▶ **Try it**
Using the data beneath, show every line that includes the word "bool".

▶ **Data excerpts**
* * * * * * * * *

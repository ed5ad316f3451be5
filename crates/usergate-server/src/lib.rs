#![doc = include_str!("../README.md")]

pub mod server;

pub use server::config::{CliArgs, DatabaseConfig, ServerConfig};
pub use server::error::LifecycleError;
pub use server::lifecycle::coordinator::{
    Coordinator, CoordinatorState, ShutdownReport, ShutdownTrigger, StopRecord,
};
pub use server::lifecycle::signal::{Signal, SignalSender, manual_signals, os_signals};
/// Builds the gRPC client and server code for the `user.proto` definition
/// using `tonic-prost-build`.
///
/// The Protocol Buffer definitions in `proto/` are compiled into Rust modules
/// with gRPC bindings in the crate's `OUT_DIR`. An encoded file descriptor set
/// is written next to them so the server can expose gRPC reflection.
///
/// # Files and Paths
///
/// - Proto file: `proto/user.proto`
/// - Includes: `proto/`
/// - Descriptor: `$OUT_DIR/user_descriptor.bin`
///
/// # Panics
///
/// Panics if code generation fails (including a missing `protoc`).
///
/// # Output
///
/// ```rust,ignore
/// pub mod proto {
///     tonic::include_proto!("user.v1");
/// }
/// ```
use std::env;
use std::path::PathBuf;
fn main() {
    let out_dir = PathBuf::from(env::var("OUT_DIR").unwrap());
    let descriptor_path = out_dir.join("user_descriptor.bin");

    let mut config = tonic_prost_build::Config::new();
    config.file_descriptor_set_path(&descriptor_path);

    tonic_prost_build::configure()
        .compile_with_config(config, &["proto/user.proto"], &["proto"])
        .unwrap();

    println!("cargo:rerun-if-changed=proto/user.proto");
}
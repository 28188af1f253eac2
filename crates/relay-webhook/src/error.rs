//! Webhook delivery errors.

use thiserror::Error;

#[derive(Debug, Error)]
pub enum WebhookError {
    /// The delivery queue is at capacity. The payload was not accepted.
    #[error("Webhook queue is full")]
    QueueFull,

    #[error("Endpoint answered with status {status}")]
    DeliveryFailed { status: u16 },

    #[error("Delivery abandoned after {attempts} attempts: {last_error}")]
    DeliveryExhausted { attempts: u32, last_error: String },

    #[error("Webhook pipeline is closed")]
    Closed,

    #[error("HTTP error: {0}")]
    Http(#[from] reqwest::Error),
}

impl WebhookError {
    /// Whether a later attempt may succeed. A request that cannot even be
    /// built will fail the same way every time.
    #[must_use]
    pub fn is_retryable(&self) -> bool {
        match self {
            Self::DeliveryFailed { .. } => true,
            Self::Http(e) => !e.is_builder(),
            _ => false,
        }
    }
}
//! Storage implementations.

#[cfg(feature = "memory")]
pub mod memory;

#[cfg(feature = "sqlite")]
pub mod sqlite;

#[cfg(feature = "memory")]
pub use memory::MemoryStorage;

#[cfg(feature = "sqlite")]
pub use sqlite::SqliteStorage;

* * * * * * * * *

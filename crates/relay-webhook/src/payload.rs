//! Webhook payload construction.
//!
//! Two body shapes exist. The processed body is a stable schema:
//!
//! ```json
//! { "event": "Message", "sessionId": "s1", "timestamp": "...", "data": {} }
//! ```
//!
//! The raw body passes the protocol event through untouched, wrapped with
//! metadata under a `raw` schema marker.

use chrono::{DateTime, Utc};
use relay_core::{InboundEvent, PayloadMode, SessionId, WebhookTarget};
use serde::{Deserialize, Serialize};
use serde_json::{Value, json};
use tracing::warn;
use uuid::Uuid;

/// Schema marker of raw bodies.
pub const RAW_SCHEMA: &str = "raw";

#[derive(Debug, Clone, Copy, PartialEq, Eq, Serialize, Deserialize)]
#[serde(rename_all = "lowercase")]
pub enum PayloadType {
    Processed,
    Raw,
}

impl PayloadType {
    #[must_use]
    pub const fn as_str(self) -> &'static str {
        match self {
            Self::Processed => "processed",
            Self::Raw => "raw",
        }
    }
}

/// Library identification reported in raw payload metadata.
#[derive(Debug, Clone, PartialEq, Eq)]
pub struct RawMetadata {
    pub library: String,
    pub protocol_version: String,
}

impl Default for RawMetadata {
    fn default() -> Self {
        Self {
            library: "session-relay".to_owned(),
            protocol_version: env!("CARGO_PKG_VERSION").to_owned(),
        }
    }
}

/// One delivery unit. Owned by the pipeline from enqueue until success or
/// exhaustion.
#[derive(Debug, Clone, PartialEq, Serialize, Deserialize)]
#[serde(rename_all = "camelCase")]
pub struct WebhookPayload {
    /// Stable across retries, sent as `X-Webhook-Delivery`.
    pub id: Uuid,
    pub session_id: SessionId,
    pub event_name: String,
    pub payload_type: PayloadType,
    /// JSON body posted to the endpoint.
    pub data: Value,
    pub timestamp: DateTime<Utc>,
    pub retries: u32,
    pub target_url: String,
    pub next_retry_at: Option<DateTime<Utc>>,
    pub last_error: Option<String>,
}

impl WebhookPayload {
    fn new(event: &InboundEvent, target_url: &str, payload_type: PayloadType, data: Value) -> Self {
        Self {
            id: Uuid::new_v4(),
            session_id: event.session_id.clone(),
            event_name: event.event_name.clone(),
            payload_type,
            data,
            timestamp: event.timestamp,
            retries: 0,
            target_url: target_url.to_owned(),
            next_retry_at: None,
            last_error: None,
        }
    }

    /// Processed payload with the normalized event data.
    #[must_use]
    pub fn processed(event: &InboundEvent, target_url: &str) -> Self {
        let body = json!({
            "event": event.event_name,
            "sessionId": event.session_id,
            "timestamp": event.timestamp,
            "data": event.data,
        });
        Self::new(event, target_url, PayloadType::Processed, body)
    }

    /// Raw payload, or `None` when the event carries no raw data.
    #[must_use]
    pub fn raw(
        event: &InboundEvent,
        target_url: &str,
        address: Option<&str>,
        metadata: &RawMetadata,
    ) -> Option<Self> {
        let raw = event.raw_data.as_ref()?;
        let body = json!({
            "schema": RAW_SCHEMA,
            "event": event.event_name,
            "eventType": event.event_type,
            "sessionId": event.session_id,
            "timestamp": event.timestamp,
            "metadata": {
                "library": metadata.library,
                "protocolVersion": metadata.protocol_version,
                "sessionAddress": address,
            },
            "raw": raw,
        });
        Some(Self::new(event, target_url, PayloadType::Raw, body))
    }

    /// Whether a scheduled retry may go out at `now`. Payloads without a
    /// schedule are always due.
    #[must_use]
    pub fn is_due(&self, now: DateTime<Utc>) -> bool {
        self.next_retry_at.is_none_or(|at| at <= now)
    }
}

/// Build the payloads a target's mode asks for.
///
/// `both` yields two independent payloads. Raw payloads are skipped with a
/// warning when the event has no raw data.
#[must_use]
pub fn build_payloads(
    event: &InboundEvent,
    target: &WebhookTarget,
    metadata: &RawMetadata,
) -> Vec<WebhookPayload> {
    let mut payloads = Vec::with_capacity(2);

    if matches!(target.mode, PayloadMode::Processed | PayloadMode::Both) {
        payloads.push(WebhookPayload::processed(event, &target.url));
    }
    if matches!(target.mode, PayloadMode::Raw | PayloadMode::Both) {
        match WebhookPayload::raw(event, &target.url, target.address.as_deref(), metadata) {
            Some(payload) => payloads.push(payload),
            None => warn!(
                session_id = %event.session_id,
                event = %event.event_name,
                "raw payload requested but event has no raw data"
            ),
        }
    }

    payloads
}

* * * * * * * * *

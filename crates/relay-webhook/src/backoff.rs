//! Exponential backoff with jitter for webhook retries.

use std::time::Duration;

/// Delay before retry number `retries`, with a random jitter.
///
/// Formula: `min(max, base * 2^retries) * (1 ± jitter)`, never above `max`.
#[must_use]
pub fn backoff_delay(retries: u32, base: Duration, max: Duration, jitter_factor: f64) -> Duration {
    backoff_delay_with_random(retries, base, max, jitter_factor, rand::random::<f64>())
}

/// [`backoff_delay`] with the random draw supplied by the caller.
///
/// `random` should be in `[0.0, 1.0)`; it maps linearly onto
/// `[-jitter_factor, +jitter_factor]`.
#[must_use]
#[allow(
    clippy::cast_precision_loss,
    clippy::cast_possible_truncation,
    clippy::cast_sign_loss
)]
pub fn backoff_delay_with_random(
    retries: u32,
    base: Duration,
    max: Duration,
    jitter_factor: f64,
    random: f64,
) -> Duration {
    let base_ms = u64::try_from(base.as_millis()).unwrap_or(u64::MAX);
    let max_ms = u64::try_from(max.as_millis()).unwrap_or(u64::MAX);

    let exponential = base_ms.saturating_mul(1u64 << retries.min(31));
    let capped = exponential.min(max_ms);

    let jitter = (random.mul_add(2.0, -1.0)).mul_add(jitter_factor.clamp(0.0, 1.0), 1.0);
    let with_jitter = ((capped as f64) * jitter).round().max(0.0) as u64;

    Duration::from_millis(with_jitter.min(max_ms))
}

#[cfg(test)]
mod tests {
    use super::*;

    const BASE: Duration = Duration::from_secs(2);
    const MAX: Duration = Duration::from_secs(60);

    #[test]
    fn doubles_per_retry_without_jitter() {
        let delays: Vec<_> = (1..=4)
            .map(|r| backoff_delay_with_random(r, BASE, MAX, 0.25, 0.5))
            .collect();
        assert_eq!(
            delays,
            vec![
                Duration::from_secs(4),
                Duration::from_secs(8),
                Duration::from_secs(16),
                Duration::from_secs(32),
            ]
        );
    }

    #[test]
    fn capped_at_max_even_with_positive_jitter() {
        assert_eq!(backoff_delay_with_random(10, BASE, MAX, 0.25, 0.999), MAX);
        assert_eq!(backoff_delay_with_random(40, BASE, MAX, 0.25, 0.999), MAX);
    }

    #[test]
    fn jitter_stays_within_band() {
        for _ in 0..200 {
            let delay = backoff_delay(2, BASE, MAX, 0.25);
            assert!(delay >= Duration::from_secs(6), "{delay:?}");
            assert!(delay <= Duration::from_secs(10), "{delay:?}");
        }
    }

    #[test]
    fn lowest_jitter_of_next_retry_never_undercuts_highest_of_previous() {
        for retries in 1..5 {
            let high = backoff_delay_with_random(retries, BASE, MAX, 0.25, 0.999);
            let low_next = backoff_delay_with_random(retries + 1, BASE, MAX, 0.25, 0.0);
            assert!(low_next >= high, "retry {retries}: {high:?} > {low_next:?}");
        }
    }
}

* * * * * * * * *

▶ **Solution to this exercise**
    pub fn is_retryable(&self) -> bool {
    pub fn is_due(&self, now: DateTime<Utc>) -> bool {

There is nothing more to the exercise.